## Task requirements
In full and without alteration, output each record given here.

Top of Task data

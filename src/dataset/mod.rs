//! The in-memory, read-only dataset the search runs over: one packed
//! [`GenotypeTable`] per SNP, shared immutably across every worker thread.

use crate::genotype::GenotypeTable;

/// A per-SNP packed genotype table (order 1), the atomic unit [`Dataset`]
/// stores and the search combines together.
pub type SnpTable = GenotypeTable;

/// The full case/control genotype dataset: `n_cases + n_ctrls` samples
/// genotyped at `snps.len()` biallelic SNPs. Read-only once built, so it can
/// be shared (by reference) across every worker thread without locking.
#[derive(Debug)]
pub struct Dataset {
    n_cases: usize,
    n_ctrls: usize,
    snps: Vec<SnpTable>,
}

impl Dataset {
    /// Builds a dataset directly from already-separated per-SNP genotype
    /// columns. `cases[j]`/`ctrls[j]` are the genotype codes (0/1/2) for SNP
    /// `j`, one entry per case/control sample; every column must have the
    /// same `cases.len()` and `ctrls.len()`.
    pub fn from_columns(cases: &[Vec<u8>], ctrls: &[Vec<u8>]) -> Self {
        assert_eq!(cases.len(), ctrls.len(), "case and control column counts differ");
        let n_cases = cases.first().map_or(0, |c| c.len());
        let n_ctrls = ctrls.first().map_or(0, |c| c.len());
        let snps = cases
            .iter()
            .zip(ctrls.iter())
            .map(|(c, t)| {
                debug_assert_eq!(c.len(), n_cases);
                debug_assert_eq!(t.len(), n_ctrls);
                SnpTable::from_snp(c, t)
            })
            .collect();
        Dataset {
            n_cases,
            n_ctrls,
            snps,
        }
    }

    pub fn n_snps(&self) -> usize {
        self.snps.len()
    }

    pub fn n_cases(&self) -> usize {
        self.n_cases
    }

    pub fn n_ctrls(&self) -> usize {
        self.n_ctrls
    }

    pub fn n_samples(&self) -> usize {
        self.n_cases + self.n_ctrls
    }

    #[inline]
    pub fn snp(&self, index: usize) -> &SnpTable {
        &self.snps[index]
    }

    pub fn snps(&self) -> &[SnpTable] {
        &self.snps
    }
}
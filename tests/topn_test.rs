use epistasis::result::SearchResult;
use epistasis::topn::TopN;

fn r(combo: &[usize], score: f32) -> SearchResult {
    SearchResult::new(combo.to_vec(), score)
}

#[test]
fn keeps_only_capacity_best() {
    let mut top = TopN::new(3);
    for (combo, score) in [([0], 1.0), ([1], 5.0), ([2], 3.0), ([3], 4.0), ([4], 0.5)] {
        top.add(r(&combo, score));
    }
    let results = top.into_sorted_vec();
    assert_eq!(results.len(), 3);
    let scores: Vec<f32> = results.iter().map(|r| r.score).collect();
    assert_eq!(scores, vec![5.0, 4.0, 3.0]);
}

#[test]
fn ties_favor_the_earlier_arrival() {
    let mut top = TopN::new(1);
    top.add(r(&[0], 2.0));
    top.add(r(&[1], 2.0));
    let results = top.into_sorted_vec();
    assert_eq!(results.len(), 1);
    assert_eq!(results[0].combination, vec![0]);
}

#[test]
fn merge_across_parts_respects_capacity() {
    let mut a = TopN::new(2);
    a.add(r(&[0], 1.0));
    a.add(r(&[1], 3.0));
    let mut b = TopN::new(2);
    b.add(r(&[2], 5.0));
    b.add(r(&[3], 0.5));

    let merged = TopN::merge(2, [a, b]);
    let results = merged.into_sorted_vec();
    assert_eq!(results.len(), 2);
    assert_eq!(results[0].combination, vec![2]);
    assert_eq!(results[1].combination, vec![1]);
}

#[test]
fn stays_sorted_after_many_inserts_below_capacity() {
    let mut top = TopN::new(10);
    for score in [3.0, 1.0, 4.0, 1.5, 5.0, 9.0, 2.0, 6.0] {
        top.add(r(&[0], score));
    }
    let results = top.into_sorted_vec();
    assert!(results.windows(2).all(|w| w[0].score >= w[1].score));
}
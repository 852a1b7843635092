use epistasis::result::{by_score_desc, SearchResult};

#[test]
fn ties_break_by_combination_order() {
    let a = SearchResult::new(vec![0, 1], 2.0);
    let b = SearchResult::new(vec![0, 2], 2.0);
    let mut results = vec![b.clone(), a.clone()];
    results.sort_by(by_score_desc);
    assert_eq!(results, vec![a, b]);
}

Bottom of Task data

## Solution for this task
filename src/dataset/mod.rs
//! The in-memory, read-only dataset the search runs over: one packed
//! [`GenotypeTable`] per SNP, shared immutably across every worker thread.

use crate::genotype::GenotypeTable;

/// A per-SNP packed genotype table (order 1), the atomic unit [`Dataset`]
/// stores and the search combines together.
pub type SnpTable = GenotypeTable;

/// The full case/control genotype dataset: `n_cases + n_ctrls` samples
/// genotyped at `snps.len()` biallelic SNPs. Read-only once built, so it can
/// be shared (by reference) across every worker thread without locking.
#[derive(Debug)]
pub struct Dataset {
    n_cases: usize,
    n_ctrls: usize,
    snps: Vec<SnpTable>,
}

impl Dataset {
    /// Builds a dataset directly from already-separated per-SNP genotype
    /// columns. `cases[j]`/`ctrls[j]` are the genotype codes (0/1/2) for SNP
    /// `j`, one entry per case/control sample; every column must have the
    /// same `cases.len()` and `ctrls.len()`.
    pub fn from_columns(cases: &[Vec<u8>], ctrls: &[Vec<u8>]) -> Self {
        assert_eq!(cases.len(), ctrls.len(), "case and control column counts differ");
        let n_cases = cases.first().map_or(0, |c| c.len());
        let n_ctrls = ctrls.first().map_or(0, |c| c.len());
        let snps = cases
            .iter()
            .zip(ctrls.iter())
            .map(|(c, t)| {
                debug_assert_eq!(c.len(), n_cases);
                debug_assert_eq!(t.len(), n_ctrls);
                SnpTable::from_snp(c, t)
            })
            .collect();
        Dataset {
            n_cases,
            n_ctrls,
            snps,
        }
    }

    pub fn n_snps(&self) -> usize {
        self.snps.len()
    }

    pub fn n_cases(&self) -> usize {
        self.n_cases
    }

    pub fn n_ctrls(&self) -> usize {
        self.n_ctrls
    }

    pub fn n_samples(&self) -> usize {
        self.n_cases + self.n_ctrls
    }

    #[inline]
    pub fn snp(&self, index: usize) -> &SnpTable {
        &self.snps[index]
    }

    pub fn snps(&self) -> &[SnpTable] {
        &self.snps
    }
}
filename tests/topn_test.rs
use epistasis::result::SearchResult;
use epistasis::topn::TopN;

fn r(combo: &[usize], score: f32) -> SearchResult {
    SearchResult::new(combo.to_vec(), score)
}

#[test]
fn keeps_only_capacity_best() {
    let mut top = TopN::new(3);
    for (combo, score) in [([0], 1.0), ([1], 5.0), ([2], 3.0), ([3], 4.0), ([4], 0.5)] {
        top.add(r(&combo, score));
    }
    let results = top.into_sorted_vec();
    assert_eq!(results.len(), 3);
    let scores: Vec<f32> = results.iter().map(|r| r.score).collect();
    assert_eq!(scores, vec![5.0, 4.0, 3.0]);
}

#[test]
fn ties_favor_the_earlier_arrival() {
    let mut top = TopN::new(1);
    top.add(r(&[0], 2.0));
    top.add(r(&[1], 2.0));
    let results = top.into_sorted_vec();
    assert_eq!(results.len(), 1);
    assert_eq!(results[0].combination, vec![0]);
}

#[test]
fn merge_across_parts_respects_capacity() {
    let mut a = TopN::new(2);
    a.add(r(&[0], 1.0));
    a.add(r(&[1], 3.0));
    let mut b = TopN::new(2);
    b.add(r(&[2], 5.0));
    b.add(r(&[3], 0.5));

    let merged = TopN::merge(2, [a, b]);
    let results = merged.into_sorted_vec();
    assert_eq!(results.len(), 2);
    assert_eq!(results[0].combination, vec![2]);
    assert_eq!(results[1].combination, vec![1]);
}

#[test]
fn stays_sorted_after_many_inserts_below_capacity() {
    let mut top = TopN::new(10);
    for score in [3.0, 1.0, 4.0, 1.5, 5.0, 9.0, 2.0, 6.0] {
        top.add(r(&[0], score));
    }
    let results = top.into_sorted_vec();
    assert!(results.windows(2).all(|w| w[0].score >= w[1].score));
}
repository 852a1b7843635092
use epistasis::result::{by_score_desc, SearchResult};

#[test]
fn ties_break_by_combination_order() {
    let a = SearchResult::new(vec![0, 1], 2.0);
    let b = SearchResult::new(vec![0, 2], 2.0);
    let mut results = vec![b.clone(), a.clone()];
    results.sort_by(by_score_desc);
    assert_eq!(results, vec![a, b]);
}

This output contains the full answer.